Copi n`est pas Copi

Transcription

Copi n`est pas Copi
Le théâtre doit être ce
que le théâtre n’est pas.
PASOLINI
!
¿ COP i ?
Copi n’est pas Coppi,
Fausto, la légende du
Tour de France. Il préfère le frigo au vélo.
Copi n’est pas poli. Il
suffit que nous disions
Madame ou Monsieur
pour nous croire polis.
Monsieur (Monseigneur)
est pourtant la première
riposte d’un homme
politique à un journaliste contrariant. Telle
est souvent la politesse :
une parole sociale lénifiée par l’ironie, une vaporisation soporifique
à la face de l’adversaire.
Le bourreau même se
plaît à rester civil avec
sa victime. En cela,
évidemment, le classicisme est maître.

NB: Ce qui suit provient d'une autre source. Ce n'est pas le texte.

//! User Types

use chrono::{DateTime, Utc};
use serde::{Deserialize, Serialize};
use uuid::Uuid;

/// User profile (public information).
#[derive(Debug, Clone, PartialEq, Eq, Serialize, Deserialize)]
pub struct UserProfile {
    /// User ID.
    pub id: Uuid,
    /// Username.
    pub username: String,
    /// Display name.
    pub display_name: String,
}

/// The user behind an authenticated console session.
#[derive(Debug, Clone, PartialEq, Eq, Serialize, Deserialize)]
pub struct SessionUser {
    /// User ID.
    pub id: Uuid,
    /// Username.
    pub username: String,
    /// Display name.
    pub display_name: String,
    /// When the user first signed in.
    pub signed_in_at: DateTime<Utc>,
}

impl From<&SessionUser> for UserProfile {
    fn from(user: &SessionUser) -> Self {
        Self {
            id: user.id,
            username: user.username.clone(),
            display_name: user.display_name.clone(),
        }
    }
}
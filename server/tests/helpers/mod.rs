//! Reusable test helpers for HTTP integration tests.
//!
//! Provides `TestApp` for building and sending requests through the full axum
//! router, plus helpers for signing in and reading JSON bodies.
#![allow(dead_code)]

use axum::body::Body;
use axum::http::{self, header, Method, Request, Response, StatusCode};
use axum::Router;
use console_server::api::{create_router, AppState};
use console_server::config::Config;
use console_server::permissions::RolePermissionMap;
use http_body_util::BodyExt;
use serde_json::{json, Value};
use tower::ServiceExt;

// ============================================================================
// Test App
// ============================================================================

/// A test application wrapping the full axum router.
pub struct TestApp {
    pub router: Router,
    pub state: AppState,
}

impl TestApp {
    /// Create a test app with the built-in role map and no login delay.
    pub fn new() -> Self {
        Self::with_config(Config::default_for_test())
    }

    /// Create a test app with a custom config.
    pub fn with_config(config: Config) -> Self {
        let roles = config.load_role_map().expect("Failed to load role map");
        Self::with_roles(config, roles)
    }

    /// Create a test app with a custom role map.
    pub fn with_roles(config: Config, roles: RolePermissionMap) -> Self {
        let state = AppState::new(config, roles);
        let router = create_router(state.clone());
        Self { router, state }
    }

    /// Build an HTTP request with the given method and URI.
    pub fn request(method: Method, uri: &str) -> http::request::Builder {
        Request::builder().method(method).uri(uri)
    }

    /// Send a request through the router via `tower::ServiceExt::oneshot`.
    pub async fn oneshot(&self, request: Request<Body>) -> Response<Body> {
        self.router
            .clone()
            .oneshot(request)
            .await
            .expect("oneshot request failed")
    }

    /// Send a JSON body, optionally authenticated.
    pub async fn post_json(&self, uri: &str, token: Option<&str>, body: Value) -> Response<Body> {
        let mut builder = Self::request(Method::POST, uri)
            .header(header::CONTENT_TYPE, "application/json");
        if let Some(token) = token {
            builder = builder.header(header::AUTHORIZATION, format!("Bearer {token}"));
        }
        let request = builder
            .body(Body::from(body.to_string()))
            .expect("Failed to build request");
        self.oneshot(request).await
    }

    /// Send an authenticated GET.
    pub async fn get(&self, uri: &str, token: Option<&str>) -> Response<Body> {
        let mut builder = Self::request(Method::GET, uri);
        if let Some(token) = token {
            builder = builder.header(header::AUTHORIZATION, format!("Bearer {token}"));
        }
        let request = builder.body(Body::empty()).expect("Failed to build request");
        self.oneshot(request).await
    }

    /// Sign in and return the session token.
    pub async fn login(&self, admin_type: &str, role: &str) -> String {
        let response = self
            .post_json(
                "/auth/login",
                None,
                json!({
                    "username": "test_user",
                    "password": "hunter2",
                    "admin_type": admin_type,
                    "role": role,
                }),
            )
            .await;
        assert_eq!(response.status(), StatusCode::OK, "login as {admin_type}:{role}");
        let body = body_to_json(response).await;
        body["token"]
            .as_str()
            .expect("login response has token")
            .to_string()
    }
}

// ============================================================================
// Body helpers
// ============================================================================

/// Collect a response body and parse it as JSON.
pub async fn body_to_json(response: Response<Body>) -> Value {
    let bytes = response
        .into_body()
        .collect()
        .await
        .expect("Failed to collect response body")
        .to_bytes();
    serde_json::from_slice(&bytes).unwrap_or_else(|e| {
        let preview = String::from_utf8_lossy(&bytes);
        panic!("Failed to parse response as JSON: {e}\nBody: {preview}")
    })
}

/// Extract the permission tokens from a session body.
pub fn permission_tokens(session: &Value) -> Vec<String> {
    session["permissions"]
        .as_array()
        .expect("session has permissions")
        .iter()
        .map(|p| p.as_str().expect("permission is a string").to_string())
        .collect()
}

Pour
une gasconnade de Matamore ( Je vais t’assassiner d’un seul de
mes regards, / Veillaque
[saligaud] ) , combien
de Seigneur (Ordure) !
combien de Madame
(Garce) ! que d’insolence et d’agressivité !
C’est Andromaque à Pyrrhus, qui la tient prisonnière et qui ose l’aimer, lui, le fils du meurtrier
de son mari : Branleur ! lâche-moi les pompes et va voir chez ta meuf si j’y suis → Seigneur :
c’est un exil que mes pleurs vous demandent… / Retournez, retournez à la fille d’Hélène.
C’est Pyrrhus, en rage d’être éconduit par Andromaque : Bon ! tu l’auras voulu, pétasse…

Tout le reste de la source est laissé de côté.